### PROBLEM DESCRIPTION
A word-for-word repeat of the records below is what this calls for.

### RECORDS TO PROCESS

--*--

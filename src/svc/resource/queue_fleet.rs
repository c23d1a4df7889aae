//! # Queue fleet association resource
//!
//! This module provide the reconciler linking a queue to a fleet so that the
//! fleet workers pick up the queue jobs.

use std::sync::Arc;

use async_trait::async_trait;
use schemars::JsonSchema;
use serde::{Deserialize, Serialize};
use serde_json::Value;
use tracing::debug;

use crate::svc::{
    deadline::model::QueueFleetAssociationRequest,
    engine::{self, Context, Error, Kind, Operation},
    identity::AssociationKey,
};

pub const ARITY: usize = 3;

// -----------------------------------------------------------------------------
// Spec structure

#[derive(JsonSchema, Serialize, Deserialize, PartialEq, Eq, Clone, Debug)]
pub struct Spec {
    #[serde(rename = "farm_id")]
    pub farm_id: String,
    #[serde(rename = "fleet_id")]
    pub fleet_id: String,
    #[serde(rename = "queue_id")]
    pub queue_id: String,
}

impl Spec {
    pub fn key(&self) -> AssociationKey {
        AssociationKey::new([
            self.farm_id.as_str(),
            self.fleet_id.as_str(),
            self.queue_id.as_str(),
        ])
    }
}

#[allow(clippy::from_over_into)]
impl Into<QueueFleetAssociationRequest> for &Spec {
    fn into(self) -> QueueFleetAssociationRequest {
        QueueFleetAssociationRequest {
            farm_id: self.farm_id.to_owned(),
            fleet_id: self.fleet_id.to_owned(),
            queue_id: self.queue_id.to_owned(),
        }
    }
}

// -----------------------------------------------------------------------------
// Observed structure

#[derive(Serialize, Deserialize, PartialEq, Eq, Clone, Debug)]
pub struct Observed {
    #[serde(rename = "id")]
    pub id: String,
    #[serde(rename = "farm_id")]
    pub farm_id: String,
    #[serde(rename = "fleet_id")]
    pub fleet_id: String,
    #[serde(rename = "queue_id")]
    pub queue_id: String,
}

#[allow(clippy::from_over_into)]
impl Into<QueueFleetAssociationRequest> for &Observed {
    fn into(self) -> QueueFleetAssociationRequest {
        QueueFleetAssociationRequest {
            farm_id: self.farm_id.to_owned(),
            fleet_id: self.fleet_id.to_owned(),
            queue_id: self.queue_id.to_owned(),
        }
    }
}

// -----------------------------------------------------------------------------
// Reconciler structure

#[derive(Clone, Default, Debug)]
pub struct Reconciler {}

#[async_trait]
impl engine::Reconciler for Reconciler {
    type Declared = Spec;
    type Observed = Observed;

    const KIND: Kind = Kind::QueueFleetAssociation;
    const ASSOCIATION: bool = true;

    fn id(observed: &Observed) -> String {
        observed.id.to_owned()
    }

    fn key(declared: &Spec) -> Option<AssociationKey> {
        Some(declared.key())
    }

    fn preview(declared: &Spec) -> Result<Value, Error> {
        let request: QueueFleetAssociationRequest = declared.into();
        serde_json::to_value(request).map_err(|err| Error::diff(Self::KIND, err))
    }

    async fn create(ctx: Arc<Context>, declared: &Spec) -> Result<Observed, Error> {
        let id = declared
            .key()
            .synthesize()
            .map_err(|err| Error::configuration(Operation::Create, Self::KIND, err))?;

        let request: QueueFleetAssociationRequest = declared.into();

        debug!(kind = %Self::KIND, id = &id, "Associate queue to fleet");
        ctx.client
            .create_queue_fleet_association(&request)
            .await
            .map_err(|err| Error::remote(Operation::Create, Self::KIND, &id, err))?;

        Ok(Observed {
            id,
            farm_id: request.farm_id,
            fleet_id: request.fleet_id,
            queue_id: request.queue_id,
        })
    }

    async fn read(_ctx: Arc<Context>, observed: &Observed) -> Result<Observed, Error> {
        Ok(observed.to_owned())
    }

    async fn update(_ctx: Arc<Context>, _declared: &Spec, observed: &Observed) -> Result<Observed, Error> {
        Err(Error::replacement(
            Self::KIND,
            &observed.id,
            "queue fleet association cannot be modified in place",
        ))
    }

    async fn delete(ctx: Arc<Context>, observed: &Observed) -> Result<(), Error> {
        let request: QueueFleetAssociationRequest = observed.into();

        debug!(kind = %Self::KIND, id = &observed.id, "Dissociate queue from fleet");
        ctx.client
            .delete_queue_fleet_association(&request)
            .await
            .map_err(|err| Error::remote(Operation::Delete, Self::KIND, &observed.id, err))
    }

    async fn import(_ctx: Arc<Context>, id: &str) -> Result<Observed, Error> {
        let key = AssociationKey::decompose(id, ARITY)
            .map_err(|err| Error::configuration(Operation::Import, Self::KIND, err))?;

        match key.members() {
            [farm_id, fleet_id, queue_id] => Ok(Observed {
                id: id.to_string(),
                farm_id: farm_id.to_owned(),
                fleet_id: fleet_id.to_owned(),
                queue_id: queue_id.to_owned(),
            }),
            members => Err(Error::configuration(
                Operation::Import,
                Self::KIND,
                format!("expected {} members, found {}", ARITY, members.len()),
            )),
        }
    }
}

--*--

### TASK ANSWER
filename src/svc/resource/queue_fleet.rs
repository c23d1a4df7889aae
//! # Queue fleet association resource
//!
//! This module provide the reconciler linking a queue to a fleet so that the
//! fleet workers pick up the queue jobs.

use std::sync::Arc;

use async_trait::async_trait;
use schemars::JsonSchema;
use serde::{Deserialize, Serialize};
use serde_json::Value;
use tracing::debug;

use crate::svc::{
    deadline::model::QueueFleetAssociationRequest,
    engine::{self, Context, Error, Kind, Operation},
    identity::AssociationKey,
};

pub const ARITY: usize = 3;

// -----------------------------------------------------------------------------
// Spec structure

#[derive(JsonSchema, Serialize, Deserialize, PartialEq, Eq, Clone, Debug)]
pub struct Spec {
    #[serde(rename = "farm_id")]
    pub farm_id: String,
    #[serde(rename = "fleet_id")]
    pub fleet_id: String,
    #[serde(rename = "queue_id")]
    pub queue_id: String,
}

impl Spec {
    pub fn key(&self) -> AssociationKey {
        AssociationKey::new([
            self.farm_id.as_str(),
            self.fleet_id.as_str(),
            self.queue_id.as_str(),
        ])
    }
}

#[allow(clippy::from_over_into)]
impl Into<QueueFleetAssociationRequest> for &Spec {
    fn into(self) -> QueueFleetAssociationRequest {
        QueueFleetAssociationRequest {
            farm_id: self.farm_id.to_owned(),
            fleet_id: self.fleet_id.to_owned(),
            queue_id: self.queue_id.to_owned(),
        }
    }
}

// -----------------------------------------------------------------------------
// Observed structure

#[derive(Serialize, Deserialize, PartialEq, Eq, Clone, Debug)]
pub struct Observed {
    #[serde(rename = "id")]
    pub id: String,
    #[serde(rename = "farm_id")]
    pub farm_id: String,
    #[serde(rename = "fleet_id")]
    pub fleet_id: String,
    #[serde(rename = "queue_id")]
    pub queue_id: String,
}

#[allow(clippy::from_over_into)]
impl Into<QueueFleetAssociationRequest> for &Observed {
    fn into(self) -> QueueFleetAssociationRequest {
        QueueFleetAssociationRequest {
            farm_id: self.farm_id.to_owned(),
            fleet_id: self.fleet_id.to_owned(),
            queue_id: self.queue_id.to_owned(),
        }
    }
}

// -----------------------------------------------------------------------------
// Reconciler structure

#[derive(Clone, Default, Debug)]
pub struct Reconciler {}

#[async_trait]
impl engine::Reconciler for Reconciler {
    type Declared = Spec;
    type Observed = Observed;

    const KIND: Kind = Kind::QueueFleetAssociation;
    const ASSOCIATION: bool = true;

    fn id(observed: &Observed) -> String {
        observed.id.to_owned()
    }

    fn key(declared: &Spec) -> Option<AssociationKey> {
        Some(declared.key())
    }

    fn preview(declared: &Spec) -> Result<Value, Error> {
        let request: QueueFleetAssociationRequest = declared.into();
        serde_json::to_value(request).map_err(|err| Error::diff(Self::KIND, err))
    }

    async fn create(ctx: Arc<Context>, declared: &Spec) -> Result<Observed, Error> {
        let id = declared
            .key()
            .synthesize()
            .map_err(|err| Error::configuration(Operation::Create, Self::KIND, err))?;

        let request: QueueFleetAssociationRequest = declared.into();

        debug!(kind = %Self::KIND, id = &id, "Associate queue to fleet");
        ctx.client
            .create_queue_fleet_association(&request)
            .await
            .map_err(|err| Error::remote(Operation::Create, Self::KIND, &id, err))?;

        Ok(Observed {
            id,
            farm_id: request.farm_id,
            fleet_id: request.fleet_id,
            queue_id: request.queue_id,
        })
    }

    async fn read(_ctx: Arc<Context>, observed: &Observed) -> Result<Observed, Error> {
        Ok(observed.to_owned())
    }

    async fn update(_ctx: Arc<Context>, _declared: &Spec, observed: &Observed) -> Result<Observed, Error> {
        Err(Error::replacement(
            Self::KIND,
            &observed.id,
            "queue fleet association cannot be modified in place",
        ))
    }

    async fn delete(ctx: Arc<Context>, observed: &Observed) -> Result<(), Error> {
        let request: QueueFleetAssociationRequest = observed.into();

        debug!(kind = %Self::KIND, id = &observed.id, "Dissociate queue from fleet");
        ctx.client
            .delete_queue_fleet_association(&request)
            .await
            .map_err(|err| Error::remote(Operation::Delete, Self::KIND, &observed.id, err))
    }

    async fn import(_ctx: Arc<Context>, id: &str) -> Result<Observed, Error> {
        let key = AssociationKey::decompose(id, ARITY)
            .map_err(|err| Error::configuration(Operation::Import, Self::KIND, err))?;

        match key.members() {
            [farm_id, fleet_id, queue_id] => Ok(Observed {
                id: id.to_string(),
                farm_id: farm_id.to_owned(),
                fleet_id: fleet_id.to_owned(),
                queue_id: queue_id.to_owned(),
            }),
            members => Err(Error::configuration(
                Operation::Import,
                Self::KIND,
                format!("expected {} members, found {}", ARITY, members.len()),
            )),
        }
    }
}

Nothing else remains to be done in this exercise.